Steve Alvarez: Mm-hmm.
Dan Pashman: And that feels like progress on my more optimistic days. And then on my less optimistic days, I look at a menu like this and it feels like the authentic part of the menu is getting eaten alive.
Steve Alvarez: Well, yeah, you know, I guess it depends on the day as well. And maybe ... and maybe on the day that the sombrero wearing Chile would be more offensive to me. And some days I was just like, you know, I got other things to worry about.
MUSIC
Dan Pashman: One note to add — I did speak with Manuel Gomez, the owner of Tres Amigos. He declined to be interviewed on mic, but he did tell me more about the thought process behind his menu. First off, the logo? He found it on the internet, he says he just got a kick out of the peppers wearing sombreros. As for the food, he was pretty blunt. He said, quote, “This is Mexican food for Americans.” He says he needs to offer all these options to run a successful business. And he knows what he’s doing. He’s been owning and operating Mexican restaurants in my area of Long Island for 20 years.

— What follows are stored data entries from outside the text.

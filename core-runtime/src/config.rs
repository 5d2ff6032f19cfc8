//! # Session Configuration
//!
//! Everything a `SessionManager` needs, assembled with a builder that fails
//! fast on missing host capabilities.
//!
//! ## Required
//!
//! - `gateway_url`: absolute http(s) URL of the GraphQL endpoint
//!
//! ## Host bridges (defaults with `desktop-shims`)
//!
//! - `HttpClient`: desktop default is `ReqwestHttpClient`
//! - `KeyValueStore`: desktop default is a `FileKeyValueStore` at
//!   `<data dir>/gateway-client/session.json`
//! - `Clock`: `SystemClock` everywhere
//!
//! Without `desktop-shims`, a missing bridge is reported as
//! [`Error::CapabilityMissing`] naming the trait to inject.
//!
//! ## Usage
//!
//! ```ignore
//! use core_runtime::config::SessionConfig;
//! use std::time::Duration;
//!
//! let config = SessionConfig::builder()
//!     .gateway_url("https://gateway.example.com/graphql")
//!     .refresh_margin(Duration::from_secs(120))
//!     .build()?;
//! ```

use crate::error::{Error, Result};
use bridge_traits::{Clock, HttpClient, KeyValueStore, SystemClock};
use std::sync::Arc;
use std::time::Duration;
use url::Url;

use crate::events::DEFAULT_EVENT_BUFFER_SIZE;

/// Default lead time between the proactive refresh and token expiry.
pub const DEFAULT_REFRESH_MARGIN: Duration = Duration::from_secs(60);

/// Default per-request timeout for gateway operations.
pub const DEFAULT_REQUEST_TIMEOUT: Duration = Duration::from_secs(30);

/// GraphQL error code the gateway uses for a rejected credential.
pub const DEFAULT_AUTH_ERROR_CODE: &str = "UNAUTHENTICATED";

pub const DEFAULT_REFRESH_DOCUMENT: &str = "mutation RefreshToken($refreshToken: String!) { \
     refreshToken(refreshToken: $refreshToken) { accessToken refreshToken expiresAt } }";

pub const DEFAULT_REFRESH_FIELD: &str = "refreshToken";

pub const DEFAULT_IDENTITY_DOCUMENT: &str = "query Me { me { id } }";

pub const DEFAULT_IDENTITY_FIELD: &str = "me";

/// Names of the durable entries that make up a persisted session.
#[derive(Debug, Clone, PartialEq, Eq)]
pub struct StorageKeys {
    pub access_token: String,
    pub refresh_token: String,
    /// Cached identity and permission summary, stored as JSON
    pub identity: String,
    /// Access token expiry, stored as RFC 3339
    pub expires_at: String,
}

impl StorageKeys {
    /// Same layout with every key prefixed, for hosts sharing one store
    /// between several gateways.
    pub fn prefixed(prefix: &str) -> Self {
        let base = Self::default();
        Self {
            access_token: format!("{}{}", prefix, base.access_token),
            refresh_token: format!("{}{}", prefix, base.refresh_token),
            identity: format!("{}{}", prefix, base.identity),
            expires_at: format!("{}{}", prefix, base.expires_at),
        }
    }

    pub fn all(&self) -> [&str; 4] {
        [
            &self.access_token,
            &self.refresh_token,
            &self.identity,
            &self.expires_at,
        ]
    }
}

impl Default for StorageKeys {
    fn default() -> Self {
        Self {
            access_token: "accessToken".to_string(),
            refresh_token: "refreshToken".to_string(),
            identity: "identity".to_string(),
            expires_at: "expiresAt".to_string(),
        }
    }
}

/// Fully validated session configuration. Build with [`SessionConfig::builder`].
#[derive(Clone)]
pub struct SessionConfig {
    pub gateway_url: Url,
    pub http_client: Arc<dyn HttpClient>,
    pub store: Arc<dyn KeyValueStore>,
    pub clock: Arc<dyn Clock>,
    /// How long before expiry the proactive refresh fires
    pub refresh_margin: Duration,
    pub request_timeout: Duration,
    /// GraphQL `extensions.code` values treated as an authentication failure
    pub auth_error_codes: Vec<String>,
    pub storage_keys: StorageKeys,
    pub refresh_document: String,
    /// Field under `data` holding the refresh result
    pub refresh_field: String,
    pub identity_document: String,
    /// Field under `data` holding the identity record
    pub identity_field: String,
    /// Re-fetch the identity after restoring a stored session
    pub lookup_identity_on_bootstrap: bool,
    pub event_buffer_size: usize,
}

impl std::fmt::Debug for SessionConfig {
    fn fmt(&self, f: &mut std::fmt::Formatter<'_>) -> std::fmt::Result {
        f.debug_struct("SessionConfig")
            .field("gateway_url", &self.gateway_url.as_str())
            .field("http_client", &"HttpClient { ... }")
            .field("store", &"KeyValueStore { ... }")
            .field("refresh_margin", &self.refresh_margin)
            .field("request_timeout", &self.request_timeout)
            .field("auth_error_codes", &self.auth_error_codes)
            .field("storage_keys", &self.storage_keys)
            .field("refresh_field", &self.refresh_field)
            .field("identity_field", &self.identity_field)
            .field(
                "lookup_identity_on_bootstrap",
                &self.lookup_identity_on_bootstrap,
            )
            .field("event_buffer_size", &self.event_buffer_size)
            .finish()
    }
}

impl SessionConfig {
    pub fn builder() -> SessionConfigBuilder {
        SessionConfigBuilder::default()
    }

    /// Whether a GraphQL error code marks the credential as rejected.
    pub fn is_auth_error_code(&self, code: &str) -> bool {
        self.auth_error_codes.iter().any(|c| c == code)
    }

    /// Checks invariants the builder cannot express through types.
    pub fn validate(&self) -> Result<()> {
        match self.gateway_url.scheme() {
            "http" | "https" => {}
            other => {
                return Err(Error::Config(format!(
                    "Gateway URL must use http or https, got '{}'",
                    other
                )))
            }
        }

        if self.request_timeout.is_zero() {
            return Err(Error::Config(
                "Request timeout must be greater than zero".to_string(),
            ));
        }

        if self.event_buffer_size == 0 {
            return Err(Error::Config(
                "Event buffer size must be greater than zero".to_string(),
            ));
        }

        let keys = self.storage_keys.all();
        if keys.iter().any(|k| k.is_empty()) {
            return Err(Error::Config("Storage keys cannot be empty".to_string()));
        }
        for (i, key) in keys.iter().enumerate() {
            if keys[i + 1..].contains(key) {
                return Err(Error::Config(format!(
                    "Storage key '{}' is used for more than one entry",
                    key
                )));
            }
        }

        for (name, value) in [
            ("refresh_document", &self.refresh_document),
            ("refresh_field", &self.refresh_field),
            ("identity_document", &self.identity_document),
            ("identity_field", &self.identity_field),
        ] {
            if value.trim().is_empty() {
                return Err(Error::Config(format!("{} cannot be empty", name)));
            }
        }

        Ok(())
    }
}

#[cfg(not(feature = "desktop-shims"))]
fn http_client_missing_error() -> Error {
    Error::CapabilityMissing {
        capability: "HttpClient".to_string(),
        message: "No HTTP client implementation provided. \
                 Desktop: enable the 'desktop-shims' feature to use ReqwestHttpClient. \
                 Other hosts: inject a platform-native adapter with .http_client()."
            .to_string(),
    }
}

#[cfg(not(feature = "desktop-shims"))]
fn store_missing_error() -> Error {
    Error::CapabilityMissing {
        capability: "KeyValueStore".to_string(),
        message: "Durable storage is required to persist the session. \
                 Desktop: enable the 'desktop-shims' feature to use FileKeyValueStore. \
                 Other hosts: inject platform storage (Keychain/DataStore/localStorage) with .store()."
            .to_string(),
    }
}

#[cfg(feature = "desktop-shims")]
fn provide_default_http_client() -> Result<Arc<dyn HttpClient>> {
    use bridge_desktop::ReqwestHttpClient;

    let client: Arc<dyn HttpClient> = Arc::new(ReqwestHttpClient::new()?);
    Ok(client)
}

#[cfg(not(feature = "desktop-shims"))]
fn provide_default_http_client() -> Result<Arc<dyn HttpClient>> {
    Err(http_client_missing_error())
}

#[cfg(feature = "desktop-shims")]
fn provide_default_store() -> Result<Arc<dyn KeyValueStore>> {
    use bridge_desktop::FileKeyValueStore;

    let store: Arc<dyn KeyValueStore> = Arc::new(FileKeyValueStore::default_location()?);
    Ok(store)
}

#[cfg(not(feature = "desktop-shims"))]
fn provide_default_store() -> Result<Arc<dyn KeyValueStore>> {
    Err(store_missing_error())
}

/// Builder for [`SessionConfig`].
#[derive(Default)]
pub struct SessionConfigBuilder {
    gateway_url: Option<String>,
    http_client: Option<Arc<dyn HttpClient>>,
    store: Option<Arc<dyn KeyValueStore>>,
    clock: Option<Arc<dyn Clock>>,
    refresh_margin: Option<Duration>,
    request_timeout: Option<Duration>,
    auth_error_codes: Option<Vec<String>>,
    storage_keys: Option<StorageKeys>,
    refresh_document: Option<String>,
    refresh_field: Option<String>,
    identity_document: Option<String>,
    identity_field: Option<String>,
    lookup_identity_on_bootstrap: Option<bool>,
    event_buffer_size: Option<usize>,
}

impl SessionConfigBuilder {
    /// Sets the GraphQL endpoint. Required.
    ///
    /// # Examples
    ///
    /// ```
    /// use core_runtime::config::SessionConfig;
    ///
    /// let builder = SessionConfig::builder()
    ///     .gateway_url("https://gateway.example.com/graphql");
    /// ```
    pub fn gateway_url(mut self, url: impl Into<String>) -> Self {
        self.gateway_url = Some(url.into());
        self
    }

    pub fn http_client(mut self, client: Arc<dyn HttpClient>) -> Self {
        self.http_client = Some(client);
        self
    }

    /// Durable storage for the session record.
    pub fn store(mut self, store: Arc<dyn KeyValueStore>) -> Self {
        self.store = Some(store);
        self
    }

    pub fn clock(mut self, clock: Arc<dyn Clock>) -> Self {
        self.clock = Some(clock);
        self
    }

    /// Lead time for the proactive refresh. Defaults to 60 seconds.
    pub fn refresh_margin(mut self, margin: Duration) -> Self {
        self.refresh_margin = Some(margin);
        self
    }

    pub fn request_timeout(mut self, timeout: Duration) -> Self {
        self.request_timeout = Some(timeout);
        self
    }

    /// Replaces the GraphQL error codes that count as authentication failure.
    pub fn auth_error_codes<I, S>(mut self, codes: I) -> Self
    where
        I: IntoIterator<Item = S>,
        S: Into<String>,
    {
        self.auth_error_codes = Some(codes.into_iter().map(Into::into).collect());
        self
    }

    pub fn storage_keys(mut self, keys: StorageKeys) -> Self {
        self.storage_keys = Some(keys);
        self
    }

    /// Refresh mutation and the `data` field carrying its result.
    pub fn refresh_operation(
        mut self,
        document: impl Into<String>,
        field: impl Into<String>,
    ) -> Self {
        self.refresh_document = Some(document.into());
        self.refresh_field = Some(field.into());
        self
    }

    /// Identity query and the `data` field carrying the record.
    pub fn identity_operation(
        mut self,
        document: impl Into<String>,
        field: impl Into<String>,
    ) -> Self {
        self.identity_document = Some(document.into());
        self.identity_field = Some(field.into());
        self
    }

    pub fn lookup_identity_on_bootstrap(mut self, enabled: bool) -> Self {
        self.lookup_identity_on_bootstrap = Some(enabled);
        self
    }

    pub fn event_buffer_size(mut self, size: usize) -> Self {
        self.event_buffer_size = Some(size);
        self
    }

    /// Builds and validates the configuration.
    ///
    /// # Errors
    ///
    /// - [`Error::Config`] if the gateway URL is missing or invalid, or a
    ///   setting fails validation
    /// - [`Error::CapabilityMissing`] if a bridge was not injected and no
    ///   default is compiled in
    pub fn build(self) -> Result<SessionConfig> {
        let raw_url = self.gateway_url.ok_or_else(|| {
            Error::Config("Gateway URL is required. Use .gateway_url() to set it.".to_string())
        })?;
        let gateway_url = Url::parse(&raw_url)
            .map_err(|e| Error::Config(format!("Invalid gateway URL '{}': {}", raw_url, e)))?;

        let http_client = match self.http_client {
            Some(client) => client,
            None => provide_default_http_client()?,
        };

        let store = match self.store {
            Some(store) => store,
            None => provide_default_store()?,
        };

        let config = SessionConfig {
            gateway_url,
            http_client,
            store,
            clock: self.clock.unwrap_or_else(|| Arc::new(SystemClock)),
            refresh_margin: self.refresh_margin.unwrap_or(DEFAULT_REFRESH_MARGIN),
            request_timeout: self.request_timeout.unwrap_or(DEFAULT_REQUEST_TIMEOUT),
            auth_error_codes: self
                .auth_error_codes
                .unwrap_or_else(|| vec![DEFAULT_AUTH_ERROR_CODE.to_string()]),
            storage_keys: self.storage_keys.unwrap_or_default(),
            refresh_document: self
                .refresh_document
                .unwrap_or_else(|| DEFAULT_REFRESH_DOCUMENT.to_string()),
            refresh_field: self
                .refresh_field
                .unwrap_or_else(|| DEFAULT_REFRESH_FIELD.to_string()),
            identity_document: self
                .identity_document
                .unwrap_or_else(|| DEFAULT_IDENTITY_DOCUMENT.to_string()),
            identity_field: self
                .identity_field
                .unwrap_or_else(|| DEFAULT_IDENTITY_FIELD.to_string()),
            lookup_identity_on_bootstrap: self.lookup_identity_on_bootstrap.unwrap_or(true),
            event_buffer_size: self.event_buffer_size.unwrap_or(DEFAULT_EVENT_BUFFER_SIZE),
        };

        config.validate()?;
        Ok(config)
    }
}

Dan Pashman: In that time, Manuel says he’s seen some changes. About 10 years ago, he introduced that little section at the bottom of the menu, Authentic Mexican Tacos. At first they didn’t sell. But eventually, Manuel tells me, a lot of the hispanic people in the area who work in landscaping started buying them. And they shared them with their bosses. And the bosses started bringing their families into the restaurant.
Dan Pashman: Now, Manuel says, he sells about half of those authentic tacos to non-Spanish speakers. When he opened his latest place he tried to get more ambitious – he offered items like chile rellenos, chilaquiles, and huevos rancheros. But they didn’t sell, he took them off the menu. So … baby steps.
Dan Pashman: Coming up, Steve Alvarez and I join his students and go from reading menus to reading tacos.
Dan Pashman: Read this taco.
Steve Alverez: Well, the first thing, of course, we had to wrap it before you mean it, before we — I mean, open up the book cover. But as you see — first thing you see is — well, you notice it's a flour tortilla and that already is very different.
Dan Pashman: And we go looking for good tacos in a very unlikely place. Stick around.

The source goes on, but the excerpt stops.